Supplied records: Begin

//! Concurrency stress test for the triple buffer.
//!
//! The writer stamps every snapshot three times (start of tick, inside the
//! component table, end of tick). If the reader ever observed a slot the
//! writer was still filling, the stamps would disagree.

use std::sync::atomic::{AtomicBool, Ordering};
use std::thread;

use glam::Vec3;
use xen_core::{GameState, StateBuffer, SwapOutcome, TransformComponent};

const TICKS: u64 = 20_000;

#[test]
fn test_reader_never_sees_torn_snapshot() {
    let mut initial = GameState::new();
    let head = initial.create_entity();
    let tail = initial.create_entity();
    initial.add_component(head, TransformComponent::default());
    initial.add_component(tail, TransformComponent::default());

    let mut buffer = StateBuffer::new();
    buffer.init(&initial).unwrap();
    let done = AtomicBool::new(false);

    let frames = thread::scope(|s| {
        s.spawn(|| {
            for tick in 1..=TICKS {
                let mut write = buffer.write_buffer().unwrap();
                let stamp = tick as f32;

                write.get_mut::<TransformComponent>(head).unwrap().position = Vec3::splat(stamp);
                // Some churn between the stamps.
                let scratch = write.create_entity();
                write.add_component(scratch, TransformComponent::from_position(Vec3::X));
                write.destroy_entity(scratch);
                write.get_mut::<TransformComponent>(tail).unwrap().position = Vec3::splat(stamp);
                write.set_tick(tick);

                write.publish();
            }
            done.store(true, Ordering::Release);
        });

        let mut frames = 0u64;
        let mut last_tick = 0u64;
        loop {
            let finished = done.load(Ordering::Acquire);
            buffer.swap_read_buffer().unwrap();
            {
                let read = buffer.read_buffer().unwrap();
                let tick = read.tick();
                let h = read.get::<TransformComponent>(head).unwrap().position;
                let t = read.get::<TransformComponent>(tail).unwrap().position;

                assert_eq!(h, t, "torn snapshot at tick {tick}");
                if tick > 0 {
                    assert_eq!(h.x, tick as f32, "stamp/tick mismatch");
                }
                assert!(tick >= last_tick, "reader went back in time");
                assert_eq!(read.entity_count(), 2);
                last_tick = tick;
            }
            frames += 1;
            if finished {
                break;
            }
        }
        // The final swap after `done` always sees the last tick.
        assert_eq!(last_tick, TICKS);
        frames
    });

    assert!(frames > 0);
    let stats = buffer.stats();
    assert_eq!(stats.published(), TICKS);
    assert!(stats.fresh_reads() + stats.stale_reads() == frames);
}

#[test]
fn test_writer_is_never_blocked_by_slow_reader() {
    let mut buffer = StateBuffer::new();
    buffer.init(&GameState::new()).unwrap();

    // Reader pins its slot for the whole run.
    let read = buffer.read_buffer().unwrap();
    let pinned = read.slot_index();

    for tick in 1..=1000 {
        let mut write = buffer.write_buffer().unwrap();
        assert_ne!(write.slot_index(), pinned);
        write.set_tick(tick);
        let outcome = write.publish();
        assert!(matches!(outcome, SwapOutcome::Swapped | SwapOutcome::Superseded));
    }
    assert_eq!(read.tick(), 0);
    drop(read);

    buffer.swap_read_buffer().unwrap();
    assert_eq!(buffer.read_buffer().unwrap().tick(), 1000);
}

Supplied records: End

What the task asks — Find "TICKS" in the data above. Report each line where it appears.

Output —
const TICKS: u64 = 20_000;
            for tick in 1..=TICKS {
        assert_eq!(last_tick, TICKS);
    assert_eq!(stats.published(), TICKS);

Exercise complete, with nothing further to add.